2. The reported transaction reflects the sale of shares previously allocated to the reporting person under the issuers Employee Stock Ownership Plan (ESOP). The shares were sold in connection with the termination of the ESOP, pursuant to the plans terms.
Remarks:
Gregory Rustowicz 03/03/2026
** Signature of Reporting Person Date
Reminder: Report on a separate line for each class of securities beneficially owned directly or indirectly.
* If the form is filed by more than one reporting person, see Instruction 4 (b)(v).
** Intentional misstatements or omissions of facts constitute Federal Criminal Violations See 18 U.S.C. 1001 and 15 U.S.C. 78ff(a).
Note: File three copies of this Form, one of which must be manually signed. If space is insufficient, see Instruction 6 for procedure.
Persons who respond to the collection of information contained in this form are not required to respond unless the form displays a currently valid OMB Number.

FAQ

What insider transaction did CMCO executive Gregory P. Rustowicz report?

He reported an open-market sale of 242 shares of Columbus McKinnon common stock. The shares were previously allocated to him under the company’s ESOP and were sold in connection with the ESOP’s termination pursuant to the plan’s terms.

At what price were the CMCO shares sold in the reported Form 4 transaction?

The 242 shares of Columbus McKinnon common stock were sold at an average price of $19.15 per share. This reflects an open-market sale related to the wind-down of the company’s Employee Stock Ownership Plan for the reporting executive.
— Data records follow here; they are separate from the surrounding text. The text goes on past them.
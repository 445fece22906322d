use serde::{Deserialize, Serialize};

/// A backend-ranked question/answer pair returned alongside a chat answer.
#[derive(Debug, Clone, Serialize, Deserialize, PartialEq)]
pub struct Source {
    /// The matched question.
    pub question: String,

    /// The stored answer for the matched question.
    pub answer: String,

    /// Similarity between the asked and the matched question, in `[0, 1]`.
    pub relevance_score: f64,
}

impl Source {
    /// The relevance score as displayed to the user (four decimal places).
    pub fn display_score(&self) -> String {
        format!("{:.4}", self.relevance_score)
    }
}
// Public modules
pub mod chat_message;
pub mod chatbot;
pub mod credentials;
pub mod qa_page;
pub mod qa_pair;
pub mod source;

// Re-exports
pub use chat_message::ChatMessage;
pub use chatbot::{ChatbotQuestion, ChatbotReply};
pub use credentials::{Credentials, LoginReply};
pub use qa_page::{PAGE_SIZE, PageQuery, QaPage, total_pages};
pub use qa_pair::{NewQaPair, QaPair};
pub use source::Source;
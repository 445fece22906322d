//! A console client for a question/answer chatbot backend.
//!
//! The crate is organised around one [`SessionStore`] that owns the login
//! token.  Views borrow it together with a [`QaApi`] implementation:
//!
//! - [`views::LoginForm`] exchanges credentials for a token
//! - [`views::ChatView`] asks questions and shows the cited sources
//! - [`views::QaManager`] lists, searches, creates, edits and deletes pairs
//!
//! [`QaClient`] is the HTTP implementation of [`QaApi`].

// Public modules
pub mod client;
pub mod console;
pub mod error;
pub mod render;
pub mod request_state;
pub mod session;
pub mod types;
pub mod views;

mod observability;

// Re-exports
pub use client::{DEFAULT_BASE_URL, DEFAULT_TIMEOUT, QaApi, QaClient};
pub use error::{Error, Result};
pub use observability::register_biometrics;
pub use request_state::RequestState;
pub use session::{SessionState, SessionStore};
pub use types::*;
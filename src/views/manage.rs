use crate::client::QaApi;
use crate::error::{Error, Result};
use crate::render::{ListingView, Notification, Renderer};
use crate::request_state::RequestState;
use crate::session::SessionStore;
use crate::types::{NewQaPair, PageQuery, QaPage, QaPair, total_pages};

pub const FETCH_ERROR: &str = "Error fetching Q&A pairs. Please try again.";
pub const ADD_SUCCESS: &str = "Q&A pair added successfully";
pub const ADD_ERROR: &str = "Error adding Q&A pair. Please try again.";
pub const UPDATE_SUCCESS: &str = "Q&A pair updated successfully";
pub const UPDATE_ERROR: &str = "Error updating Q&A pair. Please try again.";
pub const DELETE_SUCCESS: &str = "Q&A pair deleted successfully";
pub const DELETE_ERROR: &str = "Error deleting Q&A pair. Please try again.";
pub const FIELDS_REQUIRED: &str = "Question and answer are both required.";

/// Working copy of one row while it is being edited.
///
/// The fetched page stays untouched until the backend confirms the save.
#[derive(Debug, Clone, PartialEq, Eq)]
pub struct EditSession {
    /// Id of the record being edited.
    pub id: u64,
    /// Edited question.
    pub question: String,
    /// Edited answer.
    pub answer: String,
}

impl EditSession {
    fn from_pair(pair: &QaPair) -> Self {
        Self {
            id: pair.id,
            question: pair.question.clone(),
            answer: pair.answer.clone(),
        }
    }

    /// The record as it would be sent to the backend.
    pub fn to_pair(&self) -> QaPair {
        QaPair::new(self.id, self.question.clone(), self.answer.clone())
    }
}

/// Paginated, searchable management of question/answer records.
pub struct QaManager<'a> {
    api: &'a dyn QaApi,
    session: &'a SessionStore,
    query: PageQuery,
    listing: RequestState<QaPage>,
    edit: Option<EditSession>,
}

impl<'a> QaManager<'a> {
    /// Creates a manager positioned on page one with no search.
    pub fn new(api: &'a dyn QaApi, session: &'a SessionStore) -> Self {
        Self {
            api,
            session,
            query: PageQuery::default(),
            listing: RequestState::Idle,
            edit: None,
        }
    }

    /// Current one-based page.
    pub fn page(&self) -> u64 {
        self.query.page
    }

    /// Current search query.
    pub fn search_query(&self) -> &str {
        &self.query.search
    }

    /// State of the last listing request.
    pub fn listing(&self) -> &RequestState<QaPage> {
        &self.listing
    }

    /// Records on the cached page.
    pub fn pairs(&self) -> &[QaPair] {
        self.listing
            .data()
            .map(|page| page.results.as_slice())
            .unwrap_or(&[])
    }

    /// Total records matching the current search, per the last fetch.
    pub fn count(&self) -> u64 {
        self.listing.data().map(|page| page.count).unwrap_or(0)
    }

    pub fn total_pages(&self) -> u64 {
        total_pages(self.count())
    }

    /// Whether "Previous" is enabled.
    pub fn has_previous(&self) -> bool {
        self.query.page > 1
    }

    /// Whether "Next" is enabled.
    pub fn has_next(&self) -> bool {
        self.query.page < self.total_pages()
    }

    /// The edit in progress, if any.
    pub fn editing(&self) -> Option<&EditSession> {
        self.edit.as_ref()
    }

    /// Fetch the current page, replacing the cached one.
    pub async fn refresh(&mut self, renderer: &mut dyn Renderer) -> Result<()> {
        let request = self.listing.begin();
        let outcome = match self.session.require_token() {
            Ok(token) => self.api.list_pairs(&token, &self.query).await,
            Err(err) => Err(err),
        };
        match outcome {
            Ok(page) => {
                request.succeed(page);
                self.render(renderer);
                Ok(())
            }
            Err(err) => {
                request.fail(FETCH_ERROR);
                tracing::error!(page = self.query.page, error = %err, "could not fetch Q&A pairs");
                renderer.notify(&Notification::error(FETCH_ERROR));
                Err(err)
            }
        }
    }

    /// Print the cached page without fetching it again.
    pub fn render(&self, renderer: &mut dyn Renderer) {
        renderer.print_listing(&ListingView {
            pairs: self.pairs(),
            page: self.query.page,
            total_pages: self.total_pages(),
            count: self.count(),
            search: &self.query.search,
            editing: self.edit.as_ref().map(|e| e.id),
            has_previous: self.has_previous(),
            has_next: self.has_next(),
        });
    }

    /// Jump to `page` (one-based) and fetch it.
    pub async fn go_to(&mut self, page: u64, renderer: &mut dyn Renderer) -> Result<()> {
        self.query.page = page.max(1);
        self.refresh(renderer).await
    }

    /// Fetch the next page; does nothing on the last page.
    pub async fn next_page(&mut self, renderer: &mut dyn Renderer) -> Result<()> {
        if !self.has_next() {
            renderer.print_info("Already on the last page.");
            return Ok(());
        }
        self.go_to(self.query.page + 1, renderer).await
    }

    /// Fetch the previous page; does nothing on the first page.
    pub async fn prev_page(&mut self, renderer: &mut dyn Renderer) -> Result<()> {
        if !self.has_previous() {
            renderer.print_info("Already on the first page.");
            return Ok(());
        }
        self.go_to(self.query.page - 1, renderer).await
    }

    /// Filter the listing by `search` and go back to page one.
    pub async fn search(&mut self, search: &str, renderer: &mut dyn Renderer) -> Result<()> {
        self.query.search = search.trim().to_string();
        self.go_to(1, renderer).await
    }

    /// Create a record, then refresh the listing.
    ///
    /// Nothing is sent unless both fields are non-blank.
    pub async fn create(
        &mut self,
        question: &str,
        answer: &str,
        renderer: &mut dyn Renderer,
    ) -> Result<Option<QaPair>> {
        if question.trim().is_empty() || answer.trim().is_empty() {
            renderer.notify(&Notification::error(FIELDS_REQUIRED));
            return Err(Error::validation(FIELDS_REQUIRED, None));
        }
        let pair = NewQaPair::new(question, answer);
        let outcome = match self.session.require_token() {
            Ok(token) => self.api.create_pair(&token, &pair).await,
            Err(err) => Err(err),
        };
        match outcome {
            Ok(created) => {
                renderer.notify(&Notification::success(ADD_SUCCESS));
                let _ = self.refresh(renderer).await;
                Ok(created)
            }
            Err(err) => {
                tracing::error!(error = %err, "could not add Q&A pair");
                renderer.notify(&Notification::error(ADD_ERROR));
                Err(err)
            }
        }
    }

    /// Start editing the cached row `id`, replacing any edit in progress.
    pub fn begin_edit(&mut self, id: u64, renderer: &mut dyn Renderer) -> Result<()> {
        let Some(pair) = self.pairs().iter().find(|p| p.id == id) else {
            let err = Error::not_found("no such Q&A pair on this page", Some(id.to_string()));
            renderer.print_error(&err.to_string());
            return Err(err);
        };
        let session = EditSession::from_pair(pair);
        renderer.print_edit(&session.to_pair());
        self.edit = Some(session);
        Ok(())
    }

    /// Replace the question of the edit in progress.
    pub fn set_question(&mut self, question: &str) -> Result<()> {
        self.edit_mut()?.question = question.to_string();
        Ok(())
    }

    /// Replace the answer of the edit in progress.
    pub fn set_answer(&mut self, answer: &str) -> Result<()> {
        self.edit_mut()?.answer = answer.to_string();
        Ok(())
    }

    /// Discard the edit in progress.
    pub fn cancel_edit(&mut self) -> Option<EditSession> {
        self.edit.take()
    }

    fn edit_mut(&mut self) -> Result<&mut EditSession> {
        self.edit
            .as_mut()
            .ok_or_else(|| Error::validation("no edit in progress; use /edit <id>", None))
    }

    /// Send the edit in progress to the backend.
    ///
    /// The cached row changes only after the backend accepts the update; on
    /// failure the edit stays open so it can be retried or cancelled.
    pub async fn save_edit(&mut self, renderer: &mut dyn Renderer) -> Result<QaPair> {
        let Some(edit) = self.edit.clone() else {
            let err = Error::validation("no edit in progress; use /edit <id>", None);
            renderer.print_error(&err.to_string());
            return Err(err);
        };
        if edit.question.trim().is_empty() || edit.answer.trim().is_empty() {
            renderer.notify(&Notification::error(FIELDS_REQUIRED));
            return Err(Error::validation(FIELDS_REQUIRED, None));
        }
        let outcome = match self.session.require_token() {
            Ok(token) => self.api.update_pair(&token, &edit.to_pair()).await,
            Err(err) => Err(err),
        };
        match outcome {
            Ok(updated) => {
                if let Some(page) = self.listing.data_mut()
                    && let Some(row) = page.results.iter_mut().find(|p| p.id == updated.id)
                {
                    *row = updated.clone();
                }
                self.edit = None;
                renderer.notify(&Notification::success(UPDATE_SUCCESS));
                let _ = self.refresh(renderer).await;
                Ok(updated)
            }
            Err(err) => {
                tracing::error!(id = edit.id, error = %err, "could not update Q&A pair");
                renderer.notify(&Notification::error(UPDATE_ERROR));
                Err(err)
            }
        }
    }

    /// Delete record `id`, then refresh the listing.
    ///
    /// Deleting the only row of a later page steps back one page first, so
    /// the refresh does not ask for a page that no longer exists.
    pub async fn delete(&mut self, id: u64, renderer: &mut dyn Renderer) -> Result<()> {
        let outcome = match self.session.require_token() {
            Ok(token) => self.api.delete_pair(&token, id).await,
            Err(err) => Err(err),
        };
        match outcome {
            Ok(()) => {
                if self.edit.as_ref().is_some_and(|e| e.id == id) {
                    self.edit = None;
                }
                let pairs = self.pairs();
                if self.query.page > 1 && pairs.len() == 1 && pairs[0].id == id {
                    self.query.page -= 1;
                }
                renderer.notify(&Notification::success(DELETE_SUCCESS));
                let _ = self.refresh(renderer).await;
                Ok(())
            }
            Err(err) => {
                tracing::error!(id, error = %err, "could not delete Q&A pair");
                renderer.notify(&Notification::error(DELETE_ERROR));
                Err(err)
            }
        }
    }
}
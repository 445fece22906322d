//! End-to-end tests against a mock backend.

use std::time::Duration;

use serde_json::json;
use wiremock::matchers::{body_json, header, method, path, query_param};
use wiremock::{Mock, MockServer, ResponseTemplate};

use qapal::render::{NotificationKind, RecordingRenderer};
use qapal::session::{FileTokenStorage, MemoryTokenStorage};
use qapal::views::{
    ADD_SUCCESS, CHAT_ERROR, CHAT_FALLBACK, ChatView, DELETE_SUCCESS, LOGIN_FAILURE,
    LOGIN_SUCCESS, LoginForm, QaManager, UPDATE_SUCCESS,
};
use qapal::{Error, NewQaPair, PageQuery, QaApi, QaClient, QaPair, SessionStore};

async fn setup() -> (MockServer, QaClient) {
    let server = MockServer::start().await;
    let client = QaClient::with_options(
        Some(format!("{}/api", server.uri())),
        Some(Duration::from_secs(5)),
    )
    .unwrap();
    (server, client)
}

fn pair_json(id: u64) -> serde_json::Value {
    json!({
        "id": id,
        "question": format!("question {id}"),
        "answer": format!("answer {id}"),
        "created_at": "2024-03-01T12:00:00Z",
        "updated_at": "2024-03-01T12:00:00Z",
    })
}

#[tokio::test]
async fn login_stores_token() {
    let (server, client) = setup().await;
    Mock::given(method("POST"))
        .and(path("/api/login/"))
        .and(body_json(json!({"username": "alice", "password": "s3cret"})))
        .respond_with(ResponseTemplate::new(200).set_body_json(json!({"token": "tok-123"})))
        .expect(1)
        .mount(&server)
        .await;

    let dir = tempfile::tempdir().unwrap();
    let token_path = dir.path().join("token");
    let session = SessionStore::open(FileTokenStorage::new(&token_path));
    let mut renderer = RecordingRenderer::new();
    let mut form = LoginForm::new(&client, &session);
    form.submit("alice", "s3cret", &mut renderer).await.unwrap();

    assert_eq!(session.current_token().as_deref(), Some("tok-123"));
    assert_eq!(
        renderer.notifications_of(NotificationKind::Success),
        vec![LOGIN_SUCCESS]
    );
    assert_eq!(std::fs::read_to_string(&token_path).unwrap(), "tok-123");

    let restored = SessionStore::open(FileTokenStorage::new(&token_path));
    assert_eq!(restored.current_token().as_deref(), Some("tok-123"));
}

#[tokio::test]
async fn rejected_login_leaves_session_anonymous() {
    let (server, client) = setup().await;
    Mock::given(method("POST"))
        .and(path("/api/login/"))
        .respond_with(ResponseTemplate::new(400).set_body_json(json!({
            "non_field_errors": ["Unable to log in with provided credentials."]
        })))
        .mount(&server)
        .await;

    let session = SessionStore::open(MemoryTokenStorage::new());
    let mut renderer = RecordingRenderer::new();
    let mut form = LoginForm::new(&client, &session);
    let err = form
        .submit("alice", "wrong", &mut renderer)
        .await
        .unwrap_err();

    assert!(err.is_bad_request());
    assert!(!session.is_authenticated());
    assert_eq!(
        renderer.notifications_of(NotificationKind::Error),
        vec![LOGIN_FAILURE]
    );
}

#[tokio::test]
async fn chat_sends_token_and_renders_sources() {
    let (server, client) = setup().await;
    Mock::given(method("POST"))
        .and(path("/api/chatbot/"))
        .and(header("Authorization", "Token tok"))
        .and(body_json(json!({"question": "What is the refund window?"})))
        .respond_with(ResponseTemplate::new(200).set_body_json(json!({
            "answer": "Thirty days.",
            "sources": [
                {"question": "Refunds?", "answer": "Within 30 days.", "relevance_score": 0.91234}
            ]
        })))
        .expect(1)
        .mount(&server)
        .await;

    let session = SessionStore::open(MemoryTokenStorage::with_token("tok"));
    let mut renderer = RecordingRenderer::new();
    let mut chat = ChatView::new(&client, &session);
    chat.submit("What is the refund window?", &mut renderer)
        .await
        .unwrap();

    assert_eq!(chat.messages().len(), 2);
    assert!(chat.messages()[0].is_user);
    assert_eq!(chat.messages()[1].text, "Thirty days.");
    assert_eq!(chat.sources().len(), 1);
    assert_eq!(chat.sources()[0].display_score(), "0.9123");
    assert!(renderer.notifications.is_empty());
}

#[tokio::test]
async fn chat_failure_appends_fallback() {
    let (server, client) = setup().await;
    Mock::given(method("POST"))
        .and(path("/api/chatbot/"))
        .respond_with(ResponseTemplate::new(500))
        .mount(&server)
        .await;

    let session = SessionStore::open(MemoryTokenStorage::with_token("tok"));
    let mut renderer = RecordingRenderer::new();
    let mut chat = ChatView::new(&client, &session);
    let err = chat.submit("hello", &mut renderer).await.unwrap_err();

    assert!(err.is_server_error());
    assert_eq!(
        renderer.notifications_of(NotificationKind::Error),
        vec![CHAT_ERROR]
    );
    assert_eq!(
        chat.messages().last().map(|m| m.text.as_str()),
        Some(CHAT_FALLBACK)
    );
}

#[tokio::test]
async fn list_sends_page_and_search() {
    let (server, client) = setup().await;
    Mock::given(method("GET"))
        .and(path("/api/qa-pairs/"))
        .and(query_param("page", "2"))
        .and(query_param("search", "refund"))
        .and(header("Authorization", "Token tok"))
        .respond_with(ResponseTemplate::new(200).set_body_json(json!({
            "count": 12,
            "results": [pair_json(11), pair_json(12)]
        })))
        .expect(1)
        .mount(&server)
        .await;

    let page = client
        .list_pairs("tok", &PageQuery::new(2, "refund"))
        .await
        .unwrap();
    assert_eq!(page.count, 12);
    assert_eq!(
        page.results.iter().map(|p| p.id).collect::<Vec<_>>(),
        vec![11, 12]
    );
    assert!(page.results[0].created_at.is_some());
}

#[tokio::test]
async fn create_accepts_empty_body() {
    let (server, client) = setup().await;
    Mock::given(method("POST"))
        .and(path("/api/qa-pairs/"))
        .and(header("Authorization", "Token tok"))
        .and(body_json(json!({"question": "Q?", "answer": "A."})))
        .respond_with(ResponseTemplate::new(201))
        .expect(1)
        .mount(&server)
        .await;

    let created = client
        .create_pair("tok", &NewQaPair::new("Q?", "A."))
        .await
        .unwrap();
    assert_eq!(created, None);
}

#[tokio::test]
async fn unauthorized_does_not_log_out() {
    let (server, client) = setup().await;
    Mock::given(method("GET"))
        .and(path("/api/qa-pairs/"))
        .respond_with(
            ResponseTemplate::new(401).set_body_json(json!({"detail": "Invalid token."})),
        )
        .mount(&server)
        .await;

    let session = SessionStore::open(MemoryTokenStorage::with_token("stale"));
    let mut renderer = RecordingRenderer::new();
    let mut manager = QaManager::new(&client, &session);
    let err = manager.refresh(&mut renderer).await.unwrap_err();

    assert!(matches!(err, Error::Authentication { ref message } if message == "Invalid token."));
    assert_eq!(session.current_token().as_deref(), Some("stale"));
    assert!(manager.listing().error().is_some());
}

#[tokio::test]
async fn manage_round_trip() {
    let (server, client) = setup().await;
    Mock::given(method("GET"))
        .and(path("/api/qa-pairs/"))
        .respond_with(ResponseTemplate::new(200).set_body_json(json!({
            "count": 2,
            "results": [pair_json(1), pair_json(2)]
        })))
        .mount(&server)
        .await;
    Mock::given(method("POST"))
        .and(path("/api/qa-pairs/"))
        .respond_with(ResponseTemplate::new(201).set_body_json(pair_json(3)))
        .expect(1)
        .mount(&server)
        .await;
    Mock::given(method("PUT"))
        .and(path("/api/qa-pairs/1/"))
        .and(body_json(json!({"id": 1, "question": "question 1", "answer": "better answer"})))
        .respond_with(ResponseTemplate::new(200).set_body_json(json!({
            "id": 1,
            "question": "question 1",
            "answer": "better answer"
        })))
        .expect(1)
        .mount(&server)
        .await;
    Mock::given(method("DELETE"))
        .and(path("/api/qa-pairs/2/"))
        .respond_with(ResponseTemplate::new(204))
        .expect(1)
        .mount(&server)
        .await;

    let session = SessionStore::open(MemoryTokenStorage::with_token("tok"));
    let mut renderer = RecordingRenderer::new();
    let mut manager = QaManager::new(&client, &session);
    manager.refresh(&mut renderer).await.unwrap();
    assert_eq!(manager.count(), 2);
    assert_eq!(manager.total_pages(), 1);

    let created = manager.create("Q?", "A.", &mut renderer).await.unwrap();
    assert_eq!(created.map(|p| p.id), Some(3));

    manager.begin_edit(1, &mut renderer).unwrap();
    manager.set_answer("better answer").unwrap();
    let saved = manager.save_edit(&mut renderer).await.unwrap();
    assert_eq!(saved, QaPair::new(1, "question 1", "better answer"));
    assert!(manager.editing().is_none());

    manager.delete(2, &mut renderer).await.unwrap();

    assert_eq!(
        renderer.notifications_of(NotificationKind::Success),
        vec![ADD_SUCCESS, UPDATE_SUCCESS, DELETE_SUCCESS]
    );
}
How many CMCO shares does Gregory P. Rustowicz hold after this Form 4 filing?

Following the reported ESOP-related sale, Gregory P. Rustowicz directly holds 95,671.3083 shares of Columbus McKinnon common stock. This total includes both unrestricted and restricted shares that remain subject to service-based vesting conditions over several future years.

What restricted stock holdings are disclosed for CMCO’s Gregory P. Rustowicz?

He holds 19,582.3083 restricted shares of Columbus McKinnon common stock. Portions of these shares vest on May 22, 2026, begin vesting 50% per year from May 20, 2026, and 33.33% per year from May 19, 2026, subject to continued employment.

How is the ESOP referenced in this CMCO Form 4 insider filing?

The filing states that the 242 shares sold were previously allocated under Columbus McKinnon’s Employee Stock Ownership Plan. They were sold in connection with the ESOP’s termination, consistent with the terms of that employee benefit plan for the reporting person.

What is Gregory P. Rustowicz’s role at Columbus McKinnon as shown in the filing?

He is identified as Executive Vice President Finance and Chief Financial Officer of Columbus McKinnon. The Form 4 links his role to the reported common stock holdings and the small ESOP-related stock sale disclosed for this senior finance executive.